ERCOT 2019: Market Performance Assessment (Updated March 23, 2020)

ERCOT 2019: Market Performance Assessment

Jesse Schneider and Michael Goggin, Grid Strategies LLC

October 14, 2019 (Updated March 23, 2020)

For the last several summers, a lot of eyes have been on the Electric Reliability Council of Texas (ERCOT) market’s performance, given its relatively low reserve margins and lack of a mandatory forward capacity market. The results from this past summer are in, and with no firm load shed due to supply shortages, reliability was preserved. The next question for electricity market designers is whether prices were at the right level to charge consumers for what they needed while providing accurate signals to attract and retain needed generation. This blog analyzes revenue adequacy and finds that prices were indeed at the right level, so the market design seems to have once again passed with flying colors.

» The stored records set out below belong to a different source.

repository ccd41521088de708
pub mod handlers;
pub mod routes;
pub mod state;

pub use routes::create_router;
pub use state::AppState;
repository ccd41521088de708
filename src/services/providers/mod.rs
//! External collaborators
//!
//! The language model and the movie database sit behind these traits so the
//! orchestration can be exercised with mocks. Each trait has one HTTP-backed
//! implementation in this module.

use crate::{
    error::AppResult,
    models::{CandidateMovie, Movie, ThemeDiscoveryRequest, ThemeAnalysisResult},
};

pub mod llm;
pub mod prompts;
pub mod tmdb;

pub use llm::LlmClient;
pub use tmdb::TmdbClient;

/// Produces a theme analysis for a discovery request
#[cfg_attr(test, mockall::automock)]
#[async_trait::async_trait]
pub trait ThemeAnalyzer: Send + Sync {
    async fn analyze_themes(
        &self,
        request: &ThemeDiscoveryRequest,
    ) -> AppResult<ThemeAnalysisResult>;
}

/// Suggests movies, optionally tagged for theme scoring
#[cfg_attr(test, mockall::automock)]
#[async_trait::async_trait]
pub trait MovieRecommender: Send + Sync {
    /// Candidates for a theme discovery request
    ///
    /// Implementations should tag each candidate with the analysis' own theme
    /// names, need names and need categories so scoring can match them.
    async fn recommend_for_themes(
        &self,
        request: &ThemeDiscoveryRequest,
        analysis: &ThemeAnalysisResult,
    ) -> AppResult<Vec<CandidateMovie>>;

    async fn recommend_for_query(&self, query: &str) -> AppResult<Vec<Movie>>;

    async fn recommend_for_mood(&self, mood: &str, language: &str) -> AppResult<Vec<Movie>>;
}

/// Movie metadata source
#[cfg_attr(test, mockall::automock)]
#[async_trait::async_trait]
pub trait MovieDatabase: Send + Sync {
    async fn similar_movies(&self, movie_id: u64) -> AppResult<Vec<Movie>>;
}
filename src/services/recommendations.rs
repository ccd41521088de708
use std::sync::Arc;

use crate::{
    cache::{CacheKey, MovieCache},
    cached,
    error::{AppError, AppResult},
    models::Movie,
    services::providers::{MovieDatabase, MovieRecommender},
};

pub const DEFAULT_LANGUAGE: &str = "en";

/// Cached recommendation lookups
///
/// Free-text queries and moods go to the language model, similar movies to
/// the movie database. Each result is cached under its own namespace and TTL.
/// Provider errors are returned as-is and never cached.
pub struct RecommendationService {
    recommender: Arc<dyn MovieRecommender>,
    database: Arc<dyn MovieDatabase>,
    cache: Arc<MovieCache>,
}

impl RecommendationService {
    pub fn new(
        recommender: Arc<dyn MovieRecommender>,
        database: Arc<dyn MovieDatabase>,
        cache: Arc<MovieCache>,
    ) -> Self {
        Self {
            recommender,
            database,
            cache,
        }
    }

    pub async fn recommend(&self, query: &str) -> AppResult<Vec<Movie>> {
        if query.trim().is_empty() {
            return Err(AppError::InvalidInput(
                "Query cannot be empty".to_string(),
            ));
        }

        cached!(self.cache, CacheKey::recommendations(query), async move {
            let movies = self.recommender.recommend_for_query(query).await?;
            tracing::info!(
                query = %query,
                result_count = movies.len(),
                "Generated recommendations"
            );
            Ok::<_, AppError>(movies)
        })
    }

    /// Language falls back to English when missing or blank
    pub async fn recommend_for_mood(
        &self,
        mood: &str,
        language: Option<&str>,
    ) -> AppResult<Vec<Movie>> {
        let mood = mood.trim().to_lowercase();
        if mood.is_empty() {
            return Err(AppError::InvalidInput("Mood cannot be empty".to_string()));
        }
        let language = language
            .map(str::trim)
            .filter(|l| !l.is_empty())
            .unwrap_or(DEFAULT_LANGUAGE)
            .to_lowercase();

        cached!(self.cache, CacheKey::mood(&mood, &language), async {
            self.recommender.recommend_for_mood(&mood, &language).await
        })
    }

    pub async fn similar_movies(&self, movie_id: u64) -> AppResult<Vec<Movie>> {
        cached!(self.cache, CacheKey::similar(movie_id), async move {
            self.database.similar_movies(movie_id).await
        })
    }
}
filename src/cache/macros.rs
/// Read-through helper for the in-process [`MovieCache`](crate::cache::MovieCache).
///
/// Returns the cached value when the key is fresh. Otherwise awaits `$block`,
/// propagates its error with `?`, stores the value under the key's namespace
/// TTL and returns it. Failed computations are never cached.
///
/// # Arguments
/// * `$cache`: The cache instance, exposing `get` and `set`.
/// * `$key`: The [`CacheKey`](crate::cache::CacheKey) to read and write.
/// * `$block`: A future computing the value on a miss.
///
/// # Example
/// ```rust,ignore
/// let movies: Vec<Movie> = cached!(self.cache, CacheKey::similar(id), async move {
///     self.database.similar_movies(id).await
/// })?;
/// ```
#[macro_export]
macro_rules! cached {
    ($cache:expr, $key:expr, $block:expr) => {{
        let key = $key;
        if let Some(cached) = $cache.get(&key) {
            tracing::debug!(key = %key, "Cache hit");
            Ok(cached)
        } else {
            tracing::debug!(key = %key, "Cache miss");
            let value = $block.await?;
            $cache.set(&key, &value);
            Ok(value)
        }
    }};
}
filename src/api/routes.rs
use axum::{
    middleware,
    routing::{delete, get, post},
    Router,
};
use tower::ServiceBuilder;
use tower_http::{cors::CorsLayer, trace::TraceLayer};

use super::handlers;
use super::AppState;
use crate::middleware::request_id::{make_span_with_request_id, request_id_middleware};

/// Creates the application router with all routes
pub fn create_router(state: AppState) -> Router {
    Router::new()
        .route("/health", get(handlers::health_check))
        .nest("/api/v1", api_routes())
        .layer(
            // Request id must be assigned before the trace span is created
            ServiceBuilder::new()
                .layer(middleware::from_fn(request_id_middleware))
                .layer(TraceLayer::new_for_http().make_span_with(make_span_with_request_id))
                .layer(CorsLayer::permissive()),
        )
        .with_state(state)
}

/// API routes under /api/v1
fn api_routes() -> Router<AppState> {
    Router::new()
        // Theme discovery
        .route("/themes/discover", post(handlers::discover_themes))
        // Cached recommendation flows
        .route("/recommendations", post(handlers::recommend))
        .route("/moods/:mood", get(handlers::mood_recommendations))
        .route("/movies/:movie_id/similar", get(handlers::similar_movies))
        // Cache observability
        .route("/cache/stats", get(handlers::cache_stats))
        .route("/cache", delete(handlers::clear_cache))
}
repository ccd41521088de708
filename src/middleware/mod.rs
pub mod request_id;
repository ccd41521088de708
use serde::{de::DeserializeOwned, Serialize};
use std::sync::Arc;
use std::time::Duration;

use super::keys::CacheKey;
use super::memory::{CacheConfig, CacheStats, Clock, TtlCache};
use crate::models::Movie;

/// Namespaced, typed cache for movie lookups
///
/// Values are stored as JSON so one cache instance can hold every response
/// type. Any (de)serialization problem is logged and treated as a miss.
pub struct MovieCache {
    inner: TtlCache<serde_json::Value>,
}

impl MovieCache {
    pub fn new(config: CacheConfig) -> Self {
        Self {
            inner: TtlCache::new(config),
        }
    }

    pub fn with_clock(config: CacheConfig, clock: Arc<dyn Clock>) -> Self {
        Self {
            inner: TtlCache::with_clock(config, clock),
        }
    }

    fn baseline_ttl(&self) -> Duration {
        self.inner.config().default_ttl
    }

    /// Retrieves a value from the cache by key
    ///
    /// Returns `None` when the key is absent, expired, or holds a value of
    /// another shape.
    pub fn get<T: DeserializeOwned>(&self, key: &CacheKey) -> Option<T> {
        let value = self.inner.get(&key.to_string())?;

        match serde_json::from_value(value) {
            Ok(data) => Some(data),
            Err(e) => {
                tracing::warn!(key = %key, error = %e, "Cache deserialization error");
                None
            }
        }
    }

    /// Stores a value using the TTL that belongs to the key's namespace
    pub fn set<T: Serialize>(&self, key: &CacheKey, value: &T) {
        let ttl = key.ttl(self.baseline_ttl());
        self.set_with_ttl(key, value, ttl);
    }

    pub fn set_with_ttl<T: Serialize>(&self, key: &CacheKey, value: &T, ttl: Duration) {
        let json = match serde_json::to_value(value) {
            Ok(j) => j,
            Err(e) => {
                tracing::error!(key = %key, error = %e, "Cache serialization error");
                return;
            }
        };

        self.inner.set(key.to_string(), json, Some(ttl));
        tracing::debug!(key = %key, ttl_secs = ttl.as_secs(), "Cached value");
    }

    pub fn cache_movie_recommendations(&self, query: &str, movies: &[Movie]) {
        self.set(&CacheKey::recommendations(query), &movies);
    }

    pub fn get_movie_recommendations(&self, query: &str) -> Option<Vec<Movie>> {
        self.get(&CacheKey::recommendations(query))
    }

    pub fn cache_mood_recommendations(&self, mood: &str, language: &str, movies: &[Movie]) {
        self.set(&CacheKey::mood(mood, language), &movies);
    }

    pub fn get_mood_recommendations(&self, mood: &str, language: &str) -> Option<Vec<Movie>> {
        self.get(&CacheKey::mood(mood, language))
    }

    pub fn cache_similar_movies(&self, movie_id: u64, movies: &[Movie]) {
        self.set(&CacheKey::similar(movie_id), &movies);
    }

    pub fn get_similar_movies(&self, movie_id: u64) -> Option<Vec<Movie>> {
        self.get(&CacheKey::similar(movie_id))
    }

    pub fn has(&self, key: &CacheKey) -> bool {
        self.inner.has(&key.to_string())
    }

    pub fn delete(&self, key: &CacheKey) -> bool {
        self.inner.delete(&key.to_string())
    }

    pub fn clear(&self) {
        self.inner.clear();
        tracing::info!("Cache cleared");
    }

    pub fn cleanup(&self) -> usize {
        self.inner.cleanup()
    }

    pub fn stats(&self) -> CacheStats {
        self.inner.stats()
    }
}

#[cfg(test)]
mod tests {
    use super::*;
    use crate::cache::ManualClock;

    fn movie(title: &str) -> Movie {
        Movie {
            title: title.to_string(),
            ..Default::default()
        }
    }

    fn test_cache() -> (MovieCache, Arc<ManualClock>) {
        let clock = Arc::new(ManualClock::default());
        let cache = MovieCache::with_clock(
            CacheConfig {
                max_size: 20,
                default_ttl: Duration::from_secs(300),
            },
            clock.clone(),
        );
        (cache, clock)
    }

    #[test]
    fn test_movie_recommendations_roundtrip() {
        let (cache, _clock) = test_cache();
        let movies = vec![movie("Lost in Translation"), movie("Her")];

        cache.cache_movie_recommendations("lonely in a big city", &movies);

        assert_eq!(
            cache.get_movie_recommendations("Lonely in a big city"),
            Some(movies)
        );
    }

    #[test]
    fn test_recommendations_expire_after_baseline_ttl() {
        let (cache, clock) = test_cache();
        cache.cache_movie_recommendations("heist", &[movie("Heat")]);

        clock.advance(Duration::from_secs(301));

        assert_eq!(cache.get_movie_recommendations("heist"), None);
    }

    #[test]
    fn test_mood_results_live_twice_as_long() {
        let (cache, clock) = test_cache();
        cache.cache_mood_recommendations("melancholic", "en", &[movie("Blue Valentine")]);

        clock.advance(Duration::from_secs(599));
        assert!(cache.get_mood_recommendations("melancholic", "en").is_some());
        assert!(cache.get_mood_recommendations("melancholic", "es").is_none());

        clock.advance(Duration::from_secs(2));
        assert!(cache.get_mood_recommendations("melancholic", "en").is_none());
    }

    #[test]
    fn test_similar_results_live_three_times_as_long() {
        let (cache, clock) = test_cache();
        cache.cache_similar_movies(603, &[movie("Dark City")]);

        clock.advance(Duration::from_secs(899));
        assert_eq!(cache.get_similar_movies(603), Some(vec![movie("Dark City")]));

        clock.advance(Duration::from_secs(2));
        assert_eq!(cache.get_similar_movies(603), None);
    }

    #[test]
    fn test_shape_mismatch_is_a_miss() {
        let (cache, _clock) = test_cache();
        let key = CacheKey::similar(1);
        cache.set(&key, &"not a movie list");

        let retrieved: Option<Vec<Movie>> = cache.get(&key);
        assert_eq!(retrieved, None);
    }

    #[test]
    fn test_stats_use_namespaced_keys() {
        let (cache, _clock) = test_cache();
        cache.cache_similar_movies(42, &[]);
        cache.cache_mood_recommendations("happy", "en", &[]);

        let keys: Vec<String> = cache.stats().entries.into_iter().map(|e| e.key).collect();
        assert_eq!(keys, vec!["mood:happy:en", "similar:42"]);
    }

    #[test]
    fn test_delete_and_clear() {
        let (cache, _clock) = test_cache();
        cache.cache_similar_movies(1, &[]);
        cache.cache_similar_movies(2, &[]);

        assert!(cache.delete(&CacheKey::similar(1)));
        assert!(!cache.has(&CacheKey::similar(1)));

        cache.clear();
        assert!(!cache.has(&CacheKey::similar(2)));
    }
}
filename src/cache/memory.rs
use chrono::{DateTime, Utc};
use parking_lot::Mutex;
use serde::Serialize;
use std::collections::HashMap;
use std::sync::Arc;
use std::time::Duration;

/// Source of the current time for expiry checks
///
/// Injected so tests can advance time without sleeping.
pub trait Clock: Send + Sync {
    fn now(&self) -> DateTime<Utc>;
}

/// Wall-clock time
#[derive(Debug, Default, Clone, Copy)]
pub struct SystemClock;

impl Clock for SystemClock {
    fn now(&self) -> DateTime<Utc> {
        Utc::now()
    }
}

/// Clock that only moves when told to
#[derive(Debug)]
pub struct ManualClock {
    now: Mutex<DateTime<Utc>>,
}

impl ManualClock {
    pub fn new(start: DateTime<Utc>) -> Self {
        Self {
            now: Mutex::new(start),
        }
    }

    pub fn advance(&self, by: Duration) {
        if let Ok(delta) = chrono::Duration::from_std(by) {
            *self.now.lock() += delta;
        }
    }
}

impl Default for ManualClock {
    fn default() -> Self {
        Self::new(Utc::now())
    }
}

impl Clock for ManualClock {
    fn now(&self) -> DateTime<Utc> {
        *self.now.lock()
    }
}

/// Size and TTL settings for a [`TtlCache`]
#[derive(Debug, Clone)]
pub struct CacheConfig {
    pub max_size: usize,
    pub default_ttl: Duration,
}

impl Default for CacheConfig {
    fn default() -> Self {
        Self {
            max_size: 200,
            default_ttl: Duration::from_secs(5 * 60),
        }
    }
}

/// A stored value; replaced wholesale on `set`, never mutated
#[derive(Debug, Clone)]
struct CacheEntry<V> {
    data: V,
    created_at: DateTime<Utc>,
    ttl: Duration,
    /// Insertion counter, breaks ties between equal `created_at` values
    seq: u64,
}

impl<V> CacheEntry<V> {
    fn age(&self, now: DateTime<Utc>) -> Duration {
        (now - self.created_at).to_std().unwrap_or(Duration::ZERO)
    }

    fn is_expired(&self, now: DateTime<Utc>) -> bool {
        self.age(now) > self.ttl
    }
}

/// Snapshot of one entry, for observability only
#[derive(Debug, Clone, Serialize, PartialEq)]
#[serde(rename_all = "camelCase")]
pub struct CacheEntryStats {
    pub key: String,
    pub age_ms: u64,
    pub ttl_ms: u64,
    pub expired: bool,
}

#[derive(Debug, Clone, Serialize, PartialEq)]
#[serde(rename_all = "camelCase")]
pub struct CacheStats {
    pub size: usize,
    pub max_size: usize,
    pub entries: Vec<CacheEntryStats>,
}

struct CacheState<V> {
    entries: HashMap<String, CacheEntry<V>>,
    next_seq: u64,
}

impl<V> CacheState<V> {
    fn remove_expired(&mut self, now: DateTime<Utc>) -> usize {
        let before = self.entries.len();
        self.entries.retain(|_, entry| !entry.is_expired(now));
        before - self.entries.len()
    }

    fn evict_oldest(&mut self, count: usize) -> usize {
        let mut by_age: Vec<(DateTime<Utc>, u64, String)> = self
            .entries
            .iter()
            .map(|(key, entry)| (entry.created_at, entry.seq, key.clone()))
            .collect();
        by_age.sort();

        let mut removed = 0;
        for (_, _, key) in by_age.into_iter().take(count) {
            if self.entries.remove(&key).is_some() {
                removed += 1;
            }
        }
        removed
    }
}

/// Bounded in-process key/value cache with per-entry expiry
///
/// Expiry is lazy: entries are only checked on access or during `cleanup`.
/// Every operation holds a single lock for its whole duration, so the
/// size check, eviction and insert inside `set` happen atomically.
pub struct TtlCache<V> {
    state: Mutex<CacheState<V>>,
    config: CacheConfig,
    clock: Arc<dyn Clock>,
}

impl<V: Clone> TtlCache<V> {
    pub fn new(config: CacheConfig) -> Self {
        Self::with_clock(config, Arc::new(SystemClock))
    }

    pub fn with_clock(config: CacheConfig, clock: Arc<dyn Clock>) -> Self {
        Self {
            state: Mutex::new(CacheState {
                entries: HashMap::new(),
                next_seq: 0,
            }),
            config,
            clock,
        }
    }

    pub fn config(&self) -> &CacheConfig {
        &self.config
    }

    /// Stores a value, making room first if the cache is full
    ///
    /// Falls back to the configured default TTL when `ttl` is `None`.
    pub fn set(&self, key: impl Into<String>, value: V, ttl: Option<Duration>) {
        let key = key.into();
        let now = self.clock.now();
        let mut state = self.state.lock();

        if !state.entries.contains_key(&key) && state.entries.len() >= self.config.max_size {
            self.cleanup_locked(&mut state, now);
        }

        let seq = state.next_seq;
        state.next_seq += 1;
        state.entries.insert(
            key,
            CacheEntry {
                data: value,
                created_at: now,
                ttl: ttl.unwrap_or(self.config.default_ttl),
                seq,
            },
        );
    }

    /// Returns the value if present and fresh; expired entries are dropped
    pub fn get(&self, key: &str) -> Option<V> {
        let now = self.clock.now();
        let mut guard = self.state.lock();
        let state = &mut *guard;

        match state.entries.get(key) {
            Some(entry) if !entry.is_expired(now) => Some(entry.data.clone()),
            Some(_) => {
                state.entries.remove(key);
                None
            }
            None => None,
        }
    }

    pub fn has(&self, key: &str) -> bool {
        let now = self.clock.now();
        let mut guard = self.state.lock();
        let state = &mut *guard;

        match state.entries.get(key).map(|entry| entry.is_expired(now)) {
            Some(true) => {
                state.entries.remove(key);
                false
            }
            Some(false) => true,
            None => false,
        }
    }

    pub fn delete(&self, key: &str) -> bool {
        self.state.lock().entries.remove(key).is_some()
    }

    pub fn clear(&self) {
        self.state.lock().entries.clear();
    }

    pub fn len(&self) -> usize {
        self.state.lock().entries.len()
    }

    pub fn is_empty(&self) -> bool {
        self.len() == 0
    }

    /// Drops expired entries, then the oldest quarter of capacity if still full
    ///
    /// Returns how many entries were removed in total.
    pub fn cleanup(&self) -> usize {
        let now = self.clock.now();
        let mut state = self.state.lock();
        self.cleanup_locked(&mut state, now)
    }

    fn cleanup_locked(&self, state: &mut CacheState<V>, now: DateTime<Utc>) -> usize {
        let expired = state.remove_expired(now);

        let mut evicted = 0;
        if state.entries.len() >= self.config.max_size {
            let quarter = (self.config.max_size / 4).max(1);
            evicted = state.evict_oldest(quarter);
        }

        if expired > 0 || evicted > 0 {
            tracing::debug!(
                expired = expired,
                evicted = evicted,
                remaining = state.entries.len(),
                "Cache cleanup"
            );
        }

        expired + evicted
    }

    pub fn stats(&self) -> CacheStats {
        let now = self.clock.now();
        let state = self.state.lock();

        let mut entries: Vec<CacheEntryStats> = state
            .entries
            .iter()
            .map(|(key, entry)| CacheEntryStats {
                key: key.clone(),
                age_ms: entry.age(now).as_millis() as u64,
                ttl_ms: entry.ttl.as_millis() as u64,
                expired: entry.is_expired(now),
            })
            .collect();
        entries.sort_by(|a, b| a.key.cmp(&b.key));

        CacheStats {
            size: state.entries.len(),
            max_size: self.config.max_size,
            entries,
        }
    }
}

The key distinction between ERCOT and regions with a capacity market or resource adequacy requirement is that generators in ERCOT are solely responsible for assessing the level of supply and demand and for their performance in meeting that demand. ERCOT does not set the required level of capacity demand or determine how much credit different resources receive towards meeting that demand.

One would expect that when the system is low on capacity, as it was this past summer with around an 8 percent reserve margin, that spot energy and reserves prices would occasionally be high. Economic theory predicts that in an efficient market at equilibrium, there would be enough “rent,” or profit earned from prices that exceed generators’ operating costs, over the course of the year to make new generators see enough profit incentive to enter. So the question is, were prices over the last year high enough to attract and retain needed units? Our analysis below indicates the answer is YES.

Figure 1: ERCOT Region


ERCOT has two relatively new mechanisms to more appropriately reflect scarcity conditions and cause prices to go high enough to contribute to suppliers’ rent.[1] The first is a $9,000/MWh system-wide offer cap based on the Value of Lost Load (VOLL) estimate, which has increased steadily since 2011 and is significantly higher than the caps in other regions.[2] The second is the Operating Reserve Demand Curve (ORDC), which is an adder curve that allows prices to not only reflect Locational Marginal Prices (LMPs), but also the value of online reserve capacity as well as potential price suppression that can occur from actions the RTO takes to maintain system reliability.[3]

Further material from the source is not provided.